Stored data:
+ + +

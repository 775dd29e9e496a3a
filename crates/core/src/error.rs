//! Registry error model.

use thiserror::Error;

/// Result type used by registry operations that can fail.
pub type BusResult<T> = Result<T, BusError>;

/// Registry-level error.
///
/// Only removal and identifier parsing can fail. Errors raised by handlers are
/// not represented here; they pass through dispatch untouched.
#[derive(Debug, Error, Clone, PartialEq, Eq)]
pub enum BusError {
    /// No handler with the requested name (or id) is subscribed to the event.
    #[error("handler `{handler}` doesn't exist inside event `{event}`")]
    HandlerNotFound { event: String, handler: String },

    /// An identifier was invalid (e.g. parse failure).
    #[error("invalid identifier: {0}")]
    InvalidId(String),
}

impl BusError {
    pub fn handler_not_found(event: impl Into<String>, handler: impl Into<String>) -> Self {
        Self::HandlerNotFound {
            event: event.into(),
            handler: handler.into(),
        }
    }

    pub fn invalid_id(msg: impl Into<String>) -> Self {
        Self::InvalidId(msg.into())
    }

    pub fn is_handler_not_found(&self) -> bool {
        matches!(self, Self::HandlerNotFound { .. })
    }
}
//! `evbus-events`: in-process event registry and dispatch.
//!
//! Handlers subscribe to named events, either synchronously (run in the
//! dispatching thread) or in the background (one fresh thread per handler per
//! dispatch). See [`EventBus`] for the dispatch contract.

pub mod bus;
pub mod dispatch;
pub mod failure;
pub mod handler;

pub use bus::EventBus;
pub use failure::{
    BackgroundFailure, CollectingFailureSink, FailureReason, FailureSink, LogFailureSink,
};
pub use handler::{DispatchMode, Handler, HandlerError, HandlerResult, HandlerSelector};

pub use evbus_core::{BusConfig, BusError, BusResult, HandlerId};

+ + +

◆ **Your goal**
Beginning with the first line above, could you copy every line exactly, up to and including the one with "doesn't exist inside"?

◆ **Written response**
repository 775dd29e9e496a3a
filename crates/core/src/error.rs
//! Registry error model.

use thiserror::Error;

/// Result type used by registry operations that can fail.
pub type BusResult<T> = Result<T, BusError>;

/// Registry-level error.
///
/// Only removal and identifier parsing can fail. Errors raised by handlers are
/// not represented here; they pass through dispatch untouched.
#[derive(Debug, Error, Clone, PartialEq, Eq)]
pub enum BusError {
    /// No handler with the requested name (or id) is subscribed to the event.
    #[error("handler `{handler}` doesn't exist inside event `{event}`")]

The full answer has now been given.